B. CHIARA BOSATTA (1858 -1887)

E’ “un fiore di cielo” che, per circa 7 anni, coltivò con cura il B. Luigi  Guanella (1842-1915), fondatore delle Figlio di S. Maria della Provvidenza, e dei Servi della Carità per l’esercizio delle opere di misericordia.


Il vescovo di Como, Mons. Pietro Carsana, lo aveva mandato a Pianello Lario in qualità di Vicario Economo della parrocchia vacante per la morte di Don Carlo Coppini (1827-1881).

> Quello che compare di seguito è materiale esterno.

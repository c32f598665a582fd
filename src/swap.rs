// ============================================================================
// SWAP - disk backing for tiles and scratch buffers
// ============================================================================

use std::collections::HashMap;
use std::fs::{File, OpenOptions};
use std::io::{Read, Seek, SeekFrom, Write};
use std::path::{Path, PathBuf};
use std::sync::atomic::{AtomicU64, Ordering};

use crate::error::StoreError;
use crate::temp_buf::TempBuf;

/// Filename stem for swap files: `<dir>/<PREFIX><pid>.<counter>`.
const SWAP_PREFIX: &str = "tmswap";

/// Process-wide counter so concurrent swap files never collide on a name.
static SWAP_COUNTER: AtomicU64 = AtomicU64::new(0);

fn next_swap_path(dir: &Path) -> PathBuf {
    let n = SWAP_COUNTER.fetch_add(1, Ordering::Relaxed);
    dir.join(format!("{}{}.{}", SWAP_PREFIX, std::process::id(), n))
}

// ============================================================================
// SWAP FILE - slotted backing store shared by tile managers
// ============================================================================

/// Slotted scratch file holding raw headerless tile dumps.
///
/// Slots are recycled through a per-length free list, so a freed slot is only
/// ever handed back out for a block of the exact same byte length. The file
/// also carries the resident-byte ledger and the LRU clock shared by every
/// tile manager swapping through it.
pub struct SwapFile {
    file: File,
    path: PathBuf,
    end: u64,
    free: HashMap<usize, Vec<u64>>,
    budget: usize,
    resident: usize,
    clock: u64,
}

impl SwapFile {
    /// Creates a fresh swap file in `dir` with the given resident-byte budget.
    pub fn new(dir: &Path, budget: usize) -> Result<Self, StoreError> {
        let path = next_swap_path(dir);
        let file = OpenOptions::new()
            .read(true)
            .write(true)
            .create_new(true)
            .open(&path)?;
        Ok(Self {
            file,
            path,
            end: 0,
            free: HashMap::new(),
            budget,
            resident: 0,
            clock: 0,
        })
    }

    pub fn path(&self) -> &Path {
        &self.path
    }

    // ---- resident ledger ---------------------------------------------------

    /// Bytes of tile data currently resident across all managers on this file.
    pub fn resident_bytes(&self) -> usize {
        self.resident
    }

    pub fn budget(&self) -> usize {
        self.budget
    }

    pub fn set_budget(&mut self, budget: usize) {
        self.budget = budget;
    }

    pub fn over_budget(&self) -> bool {
        self.resident > self.budget
    }

    pub(crate) fn note_resident(&mut self, bytes: usize) {
        self.resident += bytes;
    }

    pub(crate) fn note_evicted(&mut self, bytes: usize) {
        self.resident = self.resident.saturating_sub(bytes);
    }

    /// Advances the LRU clock and returns the new stamp.
    pub(crate) fn touch(&mut self) -> u64 {
        self.clock += 1;
        self.clock
    }

    // ---- slot management ----------------------------------------------------

    /// Hands out an offset able to hold `len` bytes, reusing freed slots.
    pub(crate) fn alloc_slot(&mut self, len: usize) -> u64 {
        if let Some(list) = self.free.get_mut(&len)
            && let Some(off) = list.pop()
        {
            return off;
        }
        let off = self.end;
        self.end += len as u64;
        off
    }

    pub(crate) fn release_slot(&mut self, offset: u64, len: usize) {
        self.free.entry(len).or_default().push(offset);
    }

    // ---- raw i/o -------------------------------------------------------------

    pub(crate) fn write_slot(&mut self, offset: u64, bytes: &[u8]) -> Result<(), StoreError> {
        self.file.seek(SeekFrom::Start(offset))?;
        self.file.write_all(bytes)?;
        Ok(())
    }

    /// Reads exactly `len` bytes at `offset`; a short read is an error,
    /// never silent corruption.
    pub(crate) fn read_slot(&mut self, offset: u64, len: usize) -> Result<Vec<u8>, StoreError> {
        let mut buf = Vec::new();
        buf.try_reserve_exact(len)
            .map_err(|_| StoreError::OutOfMemory { bytes: len })?;
        buf.resize(len, 0);
        self.file.seek(SeekFrom::Start(offset))?;
        self.file.read_exact(&mut buf)?;
        Ok(buf)
    }
}

impl Drop for SwapFile {
    fn drop(&mut self) {
        // Ephemeral scratch; nothing in it outlives the process.
        let _ = std::fs::remove_file(&self.path);
    }
}

// ============================================================================
// BUF SWAPPER - whole-buffer swap for scratch rasters
// ============================================================================

/// Swaps whole [`TempBuf`] rasters out to individual files.
///
/// At most one swapped buffer is kept fully in memory as a write-combining
/// cache: swapping a second buffer forces the previous one onto disk. Unswap
/// always checks this single-slot cache before touching the filesystem.
pub struct BufSwapper {
    dir: PathBuf,
    cached: Option<(PathBuf, Vec<u8>)>,
}

impl BufSwapper {
    pub fn new(dir: &Path) -> Self {
        Self {
            dir: dir.to_path_buf(),
            cached: None,
        }
    }

    /// Moves `buf`'s pixels out of memory.
    ///
    /// On flush failure the previous cache entry is kept and `buf` stays
    /// resident, so no pixel data is ever lost to a failed swap.
    pub fn swap(&mut self, buf: &mut TempBuf) -> Result<(), StoreError> {
        if buf.is_swapped() {
            return Ok(());
        }
        // Every second swap pays for the first: flush the previously cached
        // buffer to its own file before taking this one in.
        if let Some((path, bytes)) = self.cached.take() {
            if let Err(e) = write_whole(&path, &bytes) {
                log::warn!("swap flush to {path:?} failed: {e}; buffer stays in memory");
                self.cached = Some((path, bytes));
                return Err(StoreError::Swap(e));
            }
        }
        let path = buf.swap_path_or_assign(|| next_swap_path(&self.dir));
        let bytes = buf.take_pixels();
        self.cached = Some((path, bytes));
        Ok(())
    }

    /// Brings a swapped buffer back into memory, from cache when possible.
    pub fn unswap(&mut self, buf: &mut TempBuf) -> Result<(), StoreError> {
        if !buf.is_swapped() {
            return Ok(());
        }
        let path = buf.swap_path().ok_or(StoreError::NoSwapSlot)?.to_path_buf();
        let bytes = match self.cached.take_if(|(p, _)| *p == path) {
            Some((_, bytes)) => bytes,
            None => read_whole(&path, buf.size_bytes())?,
        };
        // Whether served from cache or disk, the on-disk copy is dead now.
        let _ = std::fs::remove_file(&path);
        buf.put_pixels(bytes);
        Ok(())
    }

    /// Drops any cached pixels bound for `path` and unlinks the file.
    pub(crate) fn discard(&mut self, path: &Path) {
        let _ = self.cached.take_if(|(p, _)| *p == *path);
        let _ = std::fs::remove_file(path);
    }
}

fn write_whole(path: &Path, bytes: &[u8]) -> std::io::Result<()> {
    let mut f = File::create(path)?;
    f.write_all(bytes)
}

fn read_whole(path: &Path, len: usize) -> Result<Vec<u8>, StoreError> {
    let mut f = File::open(path)?;
    let mut buf = Vec::new();
    buf.try_reserve_exact(len)
        .map_err(|_| StoreError::OutOfMemory { bytes: len })?;
    buf.resize(len, 0);
    f.read_exact(&mut buf)?;
    Ok(buf)
}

Costui aveva fondato la Pia Unione delle Figlie di Maria Immacolata, e da essa aveva scelto alcune giovani desiderose di consacrarsi a Dio, chiamate Orsoline, per la fondazione e la direzione dell’Ospizio del S. Cuore nella frazione di Camlago sotto la guida di Marcellina Bosatta (1847-1934), sorella maggiore della Beata.

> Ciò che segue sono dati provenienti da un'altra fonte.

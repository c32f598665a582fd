// ============================================================================
// SHAPES - rect and ellipse rasterizers feeding the region engine
// ============================================================================

use crate::region::{CombineMode, Region};

/// Folds an axis-aligned rectangle into `region` under `mode`.
pub fn combine_rect(region: &mut Region, mode: CombineMode, x: i32, y: i32, w: u32, h: u32) {
    match mode {
        CombineMode::Replace => {
            region.clear();
            rect_rows(region, x, y, w, h, false);
        }
        CombineMode::Add => rect_rows(region, x, y, w, h, false),
        CombineMode::Subtract => rect_rows(region, x, y, w, h, true),
        CombineMode::Intersect => {
            let mut shape = Region::new(region.width(), region.height());
            rect_rows(&mut shape, x, y, w, h, false);
            region.combine_region(CombineMode::Intersect, &shape);
        }
    }
}

fn rect_rows(region: &mut Region, x: i32, y: i32, w: u32, h: u32, subtract: bool) {
    let w = w.min(i32::MAX as u32) as i32;
    let y0 = (y as i64).max(0);
    let y1 = (y as i64 + h as i64).min(region.height() as i64);
    for yy in y0..y1 {
        emit(region, x, yy as i32, w, 255, subtract);
    }
}

/// Folds the ellipse inscribed in `(x, y, w, h)` into `region` under `mode`.
///
/// The plain path solves the implicit equation per scanline and emits one
/// full-coverage span. The antialiased path rates every pixel center and
/// run-length encodes the resulting coverage values.
pub fn combine_ellipse(
    region: &mut Region,
    mode: CombineMode,
    x: i32,
    y: i32,
    w: u32,
    h: u32,
    antialias: bool,
) {
    match mode {
        CombineMode::Replace => {
            region.clear();
            ellipse_rows(region, x, y, w, h, antialias, false);
        }
        CombineMode::Add => ellipse_rows(region, x, y, w, h, antialias, false),
        CombineMode::Subtract => ellipse_rows(region, x, y, w, h, antialias, true),
        CombineMode::Intersect => {
            let mut shape = Region::new(region.width(), region.height());
            ellipse_rows(&mut shape, x, y, w, h, antialias, false);
            region.combine_region(CombineMode::Intersect, &shape);
        }
    }
}

fn ellipse_rows(
    region: &mut Region,
    x: i32,
    y: i32,
    w: u32,
    h: u32,
    antialias: bool,
    subtract: bool,
) {
    if w == 0 || h == 0 {
        return;
    }
    let a = w as f64 / 2.0;
    let b = h as f64 / 2.0;
    let cx = x as f64 + a;
    let cy = y as f64 + b;
    let y0 = (y as i64).max(0);
    let y1 = (y as i64 + h as i64).min(region.height() as i64);

    if !antialias {
        for yy in y0..y1 {
            let dy = (yy as f64 + 0.5) - cy;
            let t = 1.0 - (dy * dy) / (b * b);
            if t <= 0.0 {
                continue;
            }
            let half = a * t.sqrt();
            let x1 = (cx - half).round() as i64;
            let x2 = (cx + half).round() as i64;
            if x2 <= x1 {
                continue;
            }
            emit(region, x1 as i32, yy as i32, (x2 - x1) as i32, 255, subtract);
        }
        return;
    }

    let px0 = (x as i64).max(0);
    let px1 = (x as i64 + w as i64).min(region.width() as i64);
    for yy in y0..y1 {
        let py = yy as f64 + 0.5;
        let mut run_start = px0;
        let mut run_value = 0u8;
        for px in px0..px1 {
            let v = ellipse_coverage(px as f64 + 0.5, py, cx, cy, a, b);
            if v != run_value {
                if run_value != 0 {
                    emit(
                        region,
                        run_start as i32,
                        yy as i32,
                        (px - run_start) as i32,
                        run_value,
                        subtract,
                    );
                }
                run_start = px;
                run_value = v;
            }
        }
        if run_value != 0 {
            emit(
                region,
                run_start as i32,
                yy as i32,
                (px1 - run_start) as i32,
                run_value,
                subtract,
            );
        }
    }
}

#[inline]
fn emit(region: &mut Region, x: i32, y: i32, w: i32, value: u8, subtract: bool) {
    if subtract {
        region.subtract_segment(x, y, w, value);
    } else {
        region.add_segment(x, y, w, value);
    }
}

/// Coverage of one pixel center against the ellipse: radial distance in
/// normalized circle space, scaled back to pixel units by the gradient
/// length, then mapped through a linear half-pixel falloff to 0..=255.
#[inline]
fn ellipse_coverage(px: f64, py: f64, cx: f64, cy: f64, a: f64, b: f64) -> u8 {
    let nx = (px - cx) / a;
    let ny = (py - cy) / b;
    let len = (nx * nx + ny * ny).sqrt();
    if len < 1e-8 {
        return 255;
    }
    let scale = (a * a * ny * ny + b * b * nx * nx).sqrt() / (a * b * len);
    let d = (len - 1.0) / scale;
    let cov = (0.5 - d).clamp(0.0, 1.0);
    (cov * 255.0).round() as u8
}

Mandandolo a Pianello Lario il vescovo aveva lasciato capire a Don Guanella che avrebbe potuto occuparsi del nascente Istituto delle Orsoline benché, la curia, avesse già incaricato della sua assistenza Don Giov. Batt. Rizzola, prevosto di Musso.

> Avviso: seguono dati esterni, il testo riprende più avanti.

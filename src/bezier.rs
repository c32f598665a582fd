// ============================================================================
// BEZIER - cubic curve editing and scan conversion into regions
// ============================================================================

use crate::error::RegionError;
use crate::region::{CombineMode, Region};

/// Forward-difference steps per cubic segment.
pub const SUBDIVIDE: u32 = 1000;

/// Hit-test half-width for grabbing or closing on a curve point.
pub const CHECK_RADIUS: f32 = 4.0;

#[derive(Clone, Copy, Debug, PartialEq, Eq)]
pub enum PointKind {
    Anchor,
    Control,
}

/// One curve point in image space.
#[derive(Clone, Copy, Debug, PartialEq)]
pub struct BezierPoint {
    pub x: f32,
    pub y: f32,
    pub kind: PointKind,
}

impl BezierPoint {
    pub fn anchor(x: f32, y: f32) -> Self {
        Self {
            x,
            y,
            kind: PointKind::Anchor,
        }
    }

    pub fn control(x: f32, y: f32) -> Self {
        Self {
            x,
            y,
            kind: PointKind::Control,
        }
    }

    fn near(&self, x: f32, y: f32) -> bool {
        (self.x - x).abs() <= CHECK_RADIUS && (self.y - y).abs() <= CHECK_RADIUS
    }
}

/// Receives the pixel-rounded polyline produced by curve subdivision.
/// Implementations draw it, measure it, or scan-convert it.
pub trait PointConsumer {
    fn point(&mut self, x: i32, y: i32);
}

/// A chain of cubic segments stored as repeating anchor/control/control
/// triples: `points[3k]` is anchor `k`, `points[3k + 1]` its outgoing
/// control and `points[3k + 2]` the incoming control of the next anchor.
/// A closed curve holds exactly `3 * anchors` points and wraps; an open
/// curve under construction ends after an outgoing control.
#[derive(Clone, Debug, Default)]
pub struct BezierCurve {
    points: Vec<BezierPoint>,
    closed: bool,
}

impl BezierCurve {
    pub fn new() -> Self {
        Self::default()
    }

    pub fn from_points(points: Vec<BezierPoint>, closed: bool) -> Self {
        Self { points, closed }
    }

    pub fn points(&self) -> &[BezierPoint] {
        &self.points
    }

    pub fn is_closed(&self) -> bool {
        self.closed
    }

    /// Number of complete cubic segments the point list currently defines.
    fn segment_count(&self) -> usize {
        if self.closed {
            self.points.len() / 3
        } else {
            self.points.len().saturating_sub(2) / 3
        }
    }

    /// Subdivides every complete segment into a pixel polyline and feeds it
    /// to `consumer`, skipping consecutive points that round to the same
    /// pixel. Each segment steps its cubic with forward differences rather
    /// than re-evaluating the polynomial, so one segment costs four adds
    /// per axis per step.
    pub fn subdivide_into<C: PointConsumer>(&self, consumer: &mut C) {
        let mut last = None;
        for seg in 0..self.segment_count() {
            let p0 = self.points[3 * seg];
            let p1 = self.points[3 * seg + 1];
            let p2 = self.points[3 * seg + 2];
            let p3 = self.points[(3 * seg + 3) % self.points.len()];
            subdivide_segment(p0, p1, p2, p3, &mut last, consumer);
        }
    }

    /// Scan-converts a closed curve into a full-coverage region.
    ///
    /// The subdivided polyline is rasterized into per-scanline crossing
    /// lists kept sorted on insertion; pairing consecutive crossings then
    /// yields the interior spans. A scanline with an odd crossing count is
    /// degenerate geometry (typically a curve tangent to the line): the
    /// orphan crossing is logged and dropped rather than failing the whole
    /// conversion.
    pub fn convert(&self, width: u32, height: u32) -> Result<Region, RegionError> {
        if !self.closed {
            return Err(RegionError::OpenCurve);
        }
        if self.points.len() < 6 || !self.points.len().is_multiple_of(3) {
            return Err(RegionError::MalformedCurve {
                points: self.points.len(),
            });
        }

        let mut converter = Converter {
            width: width.min(i32::MAX as u32) as i32,
            height: height as i32,
            scanlines: vec![Vec::new(); height as usize],
            first: None,
            last: None,
        };
        self.subdivide_into(&mut converter);
        converter.close();

        let mut region = Region::new(width, height);
        for (y, crossings) in converter.scanlines.iter().enumerate() {
            if crossings.len() % 2 != 0 {
                log::warn!(
                    "scanline {y} has {} boundary crossings, dropping the unpaired one",
                    crossings.len()
                );
            }
            for pair in crossings.chunks_exact(2) {
                region.add_segment(pair[0], y as i32, pair[1] - pair[0], 255);
            }
        }
        Ok(region)
    }
}

/// Walks one cubic from `p0` to `p3` in `SUBDIVIDE` forward-difference
/// steps, emitting each pixel the rounded path visits once.
fn subdivide_segment<C: PointConsumer>(
    p0: BezierPoint,
    p1: BezierPoint,
    p2: BezierPoint,
    p3: BezierPoint,
    last: &mut Option<(i32, i32)>,
    consumer: &mut C,
) {
    let h = 1.0 / SUBDIVIDE as f64;
    let (mut x, mut dx, mut dx2, dx3) = forward_diffs(p0.x, p1.x, p2.x, p3.x, h);
    let (mut y, mut dy, mut dy2, dy3) = forward_diffs(p0.y, p1.y, p2.y, p3.y, h);

    emit(x, y, last, consumer);
    for _ in 0..SUBDIVIDE {
        x += dx;
        dx += dx2;
        dx2 += dx3;
        y += dy;
        dy += dy2;
        dy2 += dy3;
        emit(x, y, last, consumer);
    }
}

/// Initial forward-difference terms `(value, delta, delta2, delta3)` of the
/// cubic through `v0..v3` at step size `h`.
fn forward_diffs(v0: f32, v1: f32, v2: f32, v3: f32, h: f64) -> (f64, f64, f64, f64) {
    let (v0, v1, v2, v3) = (v0 as f64, v1 as f64, v2 as f64, v3 as f64);
    let a = -v0 + 3.0 * v1 - 3.0 * v2 + v3;
    let b = 3.0 * v0 - 6.0 * v1 + 3.0 * v2;
    let c = -3.0 * v0 + 3.0 * v1;
    let h2 = h * h;
    let h3 = h2 * h;
    (
        v0,
        a * h3 + b * h2 + c * h,
        6.0 * a * h3 + 2.0 * b * h2,
        6.0 * a * h3,
    )
}

fn emit<C: PointConsumer>(x: f64, y: f64, last: &mut Option<(i32, i32)>, consumer: &mut C) {
    let px = x.round() as i32;
    let py = y.round() as i32;
    if *last != Some((px, py)) {
        consumer.point(px, py);
        *last = Some((px, py));
    }
}

/// Accumulates scanline crossings from the subdivided polyline, connecting
/// consecutive points with line rasterization and bridging back to the
/// first point at the end.
struct Converter {
    width: i32,
    height: i32,
    scanlines: Vec<Vec<i32>>,
    first: Option<(i32, i32)>,
    last: Option<(i32, i32)>,
}

impl PointConsumer for Converter {
    fn point(&mut self, x: i32, y: i32) {
        if self.first.is_none() {
            self.first = Some((x, y));
        }
        if let Some((lx, ly)) = self.last {
            self.convert_line(lx, ly, x, y);
        }
        self.last = Some((x, y));
    }
}

impl Converter {
    fn close(&mut self) {
        if let (Some((lx, ly)), Some((fx, fy))) = (self.last, self.first)
            && (lx, ly) != (fx, fy)
        {
            self.convert_line(lx, ly, fx, fy);
        }
    }

    /// Registers one crossing per scanline the line passes through. The y
    /// range is half-open top-down, so a vertex shared by two chained lines
    /// is counted exactly once. Endpoints arrive pixel-rounded with a
    /// saturating cast, so the interpolation runs in f64 and every crossing
    /// is clamped into the canvas band; span pairing then never leaves
    /// `i32` range.
    fn convert_line(&mut self, x1: i32, y1: i32, x2: i32, y2: i32) {
        if y1 == y2 {
            return;
        }
        let (x1, y1, x2, y2) = if y1 < y2 {
            (x1, y1, x2, y2)
        } else {
            (x2, y2, x1, y1)
        };
        let slope = (x2 as f64 - x1 as f64) / (y2 as f64 - y1 as f64);
        for y in y1.max(0)..y2.min(self.height) {
            let x = (x1 as f64 + ((y as f64 - y1 as f64) * slope).round())
                .clamp(0.0, self.width as f64) as i32;
            let row = &mut self.scanlines[y as usize];
            let pos = row.partition_point(|&v| v <= x);
            row.insert(pos, x);
        }
    }
}

// ---- interactive tool ----------------------------------------------------------

#[derive(Clone, Copy, Debug, PartialEq, Eq, Default)]
pub enum ToolState {
    /// No curve yet; the next press places the first anchor.
    #[default]
    Start,
    /// Extending an open curve; pressing the first anchor closes it.
    Add,
    /// The curve is closed; presses grab points, commit, or start over.
    Edit,
}

/// What a press did, so the caller knows what to redraw.
#[derive(Clone, Copy, Debug, PartialEq, Eq)]
pub enum PressOutcome {
    Placed,
    Closed,
    Grabbed,
    Committed,
}

/// Click-driven curve editor over [`BezierCurve`].
///
/// Presses drive the `Start -> Add -> Edit` cycle; motion while a point is
/// held drags it. In `Edit`, pressing inside the converted region commits
/// it into the target selection and resets, pressing elsewhere abandons the
/// curve and starts a new one.
#[derive(Debug, Default)]
pub struct BezierTool {
    state: ToolState,
    curve: BezierCurve,
    dragging: Option<usize>,
    region: Option<Region>,
}

impl BezierTool {
    pub fn new() -> Self {
        Self::default()
    }

    pub fn state(&self) -> ToolState {
        self.state
    }

    pub fn curve(&self) -> &BezierCurve {
        &self.curve
    }

    pub fn is_dragging(&self) -> bool {
        self.dragging.is_some()
    }

    pub fn reset(&mut self) {
        self.state = ToolState::Start;
        self.curve = BezierCurve::new();
        self.dragging = None;
        self.region = None;
    }

    pub fn press(
        &mut self,
        x: f32,
        y: f32,
        target: &mut Region,
        mode: CombineMode,
    ) -> Result<PressOutcome, RegionError> {
        match self.state {
            ToolState::Start => Ok(self.start_curve(x, y)),
            ToolState::Add => {
                // Closing needs two anchors down, otherwise the press extends.
                if self.curve.points.len() >= 5 && self.curve.points[0].near(x, y) {
                    let first = self.curve.points[0];
                    self.curve.points.push(BezierPoint::control(first.x, first.y));
                    self.curve.closed = true;
                    self.state = ToolState::Edit;
                    self.dragging = Some(self.curve.points.len() - 1);
                    Ok(PressOutcome::Closed)
                } else {
                    self.curve.points.push(BezierPoint::control(x, y));
                    self.curve.points.push(BezierPoint::anchor(x, y));
                    self.curve.points.push(BezierPoint::control(x, y));
                    self.dragging = Some(self.curve.points.len() - 1);
                    Ok(PressOutcome::Placed)
                }
            }
            ToolState::Edit => {
                if let Some(idx) = self.curve.points.iter().position(|p| p.near(x, y)) {
                    self.dragging = Some(idx);
                    self.region = None;
                    return Ok(PressOutcome::Grabbed);
                }
                if self.region.is_none() {
                    self.region = Some(self.curve.convert(target.width(), target.height())?);
                }
                if let Some(region) = self
                    .region
                    .take_if(|r| r.point_inside(x as i32, y as i32))
                {
                    target.combine_region(mode, &region);
                    self.reset();
                    return Ok(PressOutcome::Committed);
                }
                self.reset();
                Ok(self.start_curve(x, y))
            }
        }
    }

    /// Drags the held point. Anchors carry their adjacent controls along.
    pub fn motion(&mut self, x: f32, y: f32) {
        let Some(idx) = self.dragging else {
            return;
        };
        self.region = None;
        let point = self.curve.points[idx];
        let (dx, dy) = (x - point.x, y - point.y);
        self.nudge(idx, dx, dy);
        if point.kind == PointKind::Anchor {
            let len = self.curve.points.len();
            if self.curve.closed {
                self.nudge((idx + 1) % len, dx, dy);
                self.nudge((idx + len - 1) % len, dx, dy);
            } else {
                if idx + 1 < len {
                    self.nudge(idx + 1, dx, dy);
                }
                if idx > 0 {
                    self.nudge(idx - 1, dx, dy);
                }
            }
        }
    }

    pub fn release(&mut self) {
        self.dragging = None;
    }

    fn start_curve(&mut self, x: f32, y: f32) -> PressOutcome {
        self.curve.points.push(BezierPoint::anchor(x, y));
        self.curve.points.push(BezierPoint::control(x, y));
        self.state = ToolState::Add;
        self.dragging = Some(1);
        PressOutcome::Placed
    }

    fn nudge(&mut self, idx: usize, dx: f32, dy: f32) {
        let p = &mut self.curve.points[idx];
        if p.kind == PointKind::Control || self.dragging == Some(idx) {
            p.x += dx;
            p.y += dy;
        }
    }
}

Don Guanella, che godeva fama di sacerdote irrequieto e di fondatore fallito, nell’umile Ospizio presagì  ” l’embrione – diceva- di quella fondazione che da anni coltivava in cuore”. Nel 1885 il vescovo gliene affidò il governo, ed egli si adoperò subito per svilupparlo, perfezionare la formazione delle Orsoline e avviarle a costituire la congregazione religiosa delle Figlio di S. Maria della Provvidenza di cui, tanto Marcellina, quanto la sorella minore avrebbero costituito le pietre fondamentali.


I coniugi Alessandro Bosatta e Rosa Mazzucchi erano due buoni cristiani di Pianello Lario. Il padre faceva l’agrimensore, possedeva un po’ di terra e una modesta filanda con l’incannatoio per la lavorazione della seta. Dalla moglie, donna molto amante della preghiera, ebbe sei figli maschi e cinque femmine. L’ultima nacque il 27-3-1858 e al fonte battesimale le fu imposto, il giorno dopo, il nome di Dina.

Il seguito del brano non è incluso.